Like some rare gem, scarcity fuels the American male's apparent obsession with oral sex. Liz Caldwell, editor of another illustrious organ, British Forum magazine, explains: "One of the reasons American men are obsessed with it is because it is still illegal in some states."

Such inconsistency gets Americans in a right old pickle; it encapsulates the country's cultural schizophrenia. There's the Puritan tradition, on the one hand (Can you image hot sex in a Shaker kitchen? I don't think so) and Sixties sexual liberalism, spearheaded by writers like John Updike, Norman Mailer, Erica Jong and Philip Roth, on the other. Each voice competes to be heard above the other.

King of oral sex John Updike has never had any problem making his voice heard. Homing in on America's guilty obsession with sex, he provided one of the first naturalistic descriptions of oral sex in his novel Couples, published in 1968. He'd already treated the Land of Opportunity to a Peeping Tom's fantasy of multiple fellatio in a poem he wrote in 1964, which begins like this: "How beautiful to think/that each of these clean secretaries/at night, to please her lover, takes/a fountain in her mouth..." ("Fellatio", 1964). Beautiful for whom? Meanwhile, three decades and 18 novels later, Updike seems to see it as his mission to evangelise about OS.

In his latest novel, Toward the End Of Time, Ben, the novel's narrator, enjoys a little fellatio with a young prostitute while his wife is away. She is described as having "an obtuse muzzle". "The sight of her young lips obediently distended around my swollen member... afflicts me with a religious peace." (One wonders if the obeisant Monica Lewinsky enjoyed a similar sacred moment. There's been no suggestion that the balance of power shifted, that the services rendered were reciprocal.)

That "muzzle", it's crucial. Forget contradictory sex laws, forget the forbidden sex of movies from Fatal Attraction to Boogie Nights, or the enduring spirit of Salem. It's the American mania for orthodontics that's behind their preoccupation with you know what. All the President's women have "huge teeth, dentist office's teeth, the kind of choppers that can tear flesh from the bone," says Slate magazine.

Disregard Paula Jones's white trash looks, says Camille Paglia. It's her "big wide mouth" and the "slackness about her jaw" that makes Jones a "walking, talking advertisement for oral sex".

Which would explain why, as a nation indifferent to our teeth, the British are less hung up on oral sex. Women are positively blase about the issue. Ever since the Kinsey Report of 1948 and the Shere Hite Report on Female Sexuality of 1976, which announced to the world that women like "it" too, we've been taking or leaving it. And, as one British 34-year-old woman points out, we take it or leave it depending on "who is giving it to whom".

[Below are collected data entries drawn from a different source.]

// SPDX-License-Identifier: BUSL-1.1
// Copyright (c) 2026 Alfred Jean LLC

//! Event dispatch and periodic tasks.
//!
//! Handlers are looked up by `(event, change)`. A pair with no handler is
//! dropped silently, as is any event of a kind nobody registered for.

use std::collections::HashMap;
use std::sync::Arc;

use async_trait::async_trait;
use lull_client::{ClientError, EventMessage, Subscription};
use lull_wire::EventKind;
use tokio::task::JoinSet;
use tokio_util::sync::CancellationToken;
use tracing::{debug, info, trace, warn};

use crate::context::Context;
use crate::error::EngineError;

/// Reacts to one `(event, change)` pair.
#[async_trait]
pub trait EventHandler: Send + Sync {
    async fn handle(&self, ctx: &Context, message: &EventMessage) -> Result<(), EngineError>;
}

/// A long-running job that lives until `cancel` fires.
#[async_trait]
pub trait PeriodicTask: Send + Sync {
    fn name(&self) -> &str;

    async fn run(&self, ctx: Context, cancel: CancellationToken) -> Result<(), EngineError>;
}

/// Where dispatched events come from.
#[async_trait]
pub trait EventSource: Send {
    /// Next event, or `None` once `cancel` fires.
    async fn recv(&mut self, cancel: &CancellationToken) -> Result<Option<EventMessage>, ClientError>;
}

#[async_trait]
impl EventSource for Subscription {
    async fn recv(&mut self, cancel: &CancellationToken) -> Result<Option<EventMessage>, ClientError> {
        Subscription::recv(self, cancel).await
    }
}

/// `(event, change)` → handler.
#[derive(Default, Clone)]
pub struct HandlerRegistry {
    handlers: HashMap<(EventKind, String), (String, Arc<dyn EventHandler>)>,
}

impl std::fmt::Debug for HandlerRegistry {
    fn fmt(&self, f: &mut std::fmt::Formatter<'_>) -> std::fmt::Result {
        f.debug_map()
            .entries(self.handlers.iter().map(|(key, (name, _))| (key, name)))
            .finish()
    }
}

impl HandlerRegistry {
    pub fn new() -> Self {
        Self::default()
    }

    /// Register `handler` under `name` (used in log lines). Replaces any
    /// handler already bound to the pair.
    pub fn register(
        &mut self,
        event: EventKind,
        change: impl Into<String>,
        name: impl Into<String>,
        handler: Arc<dyn EventHandler>,
    ) {
        self.handlers.insert((event, change.into()), (name.into(), handler));
    }

    pub fn lookup(&self, event: EventKind, change: &str) -> Option<(&str, &Arc<dyn EventHandler>)> {
        self.handlers
            .get(&(event, change.to_string()))
            .map(|(name, handler)| (name.as_str(), handler))
    }

    /// Event kinds with at least one handler, in protocol order.
    pub fn events(&self) -> Vec<EventKind> {
        let mut kinds: Vec<EventKind> = self.handlers.keys().map(|(kind, _)| *kind).collect();
        kinds.sort();
        kinds.dedup();
        kinds
    }

    pub fn len(&self) -> usize {
        self.handlers.len()
    }

    pub fn is_empty(&self) -> bool {
        self.handlers.is_empty()
    }
}

/// Run handlers for every event until `cancel` fires.
///
/// Handler failures are logged and do not stop the loop; stream failures
/// that the subscription could not repair end it.
pub async fn run_dispatch(
    source: &mut dyn EventSource,
    registry: &HandlerRegistry,
    ctx: &Context,
    cancel: &CancellationToken,
) -> Result<(), EngineError> {
    while let Some(message) = source.recv(cancel).await? {
        let Some((name, handler)) = registry.lookup(message.event, &message.change) else {
            trace!(event = %message.event, change = %message.change, "no handler");
            continue;
        };
        debug!(event = %message.event, change = %message.change, handler = name, "dispatch");
        if let Err(e) = handler.handle(ctx, &message).await {
            warn!(event = %message.event, change = %message.change, handler = name, error = %e, "handler failed");
        }
    }
    info!("dispatch loop stopped");
    Ok(())
}

/// Spawn every task with its own child of `cancel`.
pub fn run_tasks(tasks: Vec<Arc<dyn PeriodicTask>>, ctx: &Context, cancel: &CancellationToken) -> JoinSet<()> {
    let mut set = JoinSet::new();
    for task in tasks {
        let ctx = ctx.clone();
        let token = cancel.child_token();
        set.spawn(async move {
            info!(task = task.name(), "task started");
            match task.run(ctx, token).await {
                Ok(()) => info!(task = task.name(), "task stopped"),
                Err(e) => warn!(task = task.name(), error = %e, "task failed"),
            }
        });
    }
    set
}

#[cfg(test)]
#[path = "dispatch_tests.rs"]
mod tests;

Not so for men, it seems. "I've never met a man on either side of the ocean who would turn down a blow job," says Don Guttenplan, 40, an American writer now living in London. Must be the law of supply and demand again.

As for his fellow males being more preoccupied with oral sex than their British counterparts, Guttenplan is not convinced. But he does think that "American men are more oral than Englishmen. It's something about access to pleasure, loss of control. Perhaps it can be explained by the fact that our upper classes don't get buggered at public school."

Whatever the explanations, Hugh Grant not withstanding, on Friday Bill Clinton achieved his highest opinion poll to date. Perhaps John Updike has achieved his mission to liberate the American psyche from the clutches of Salem after all.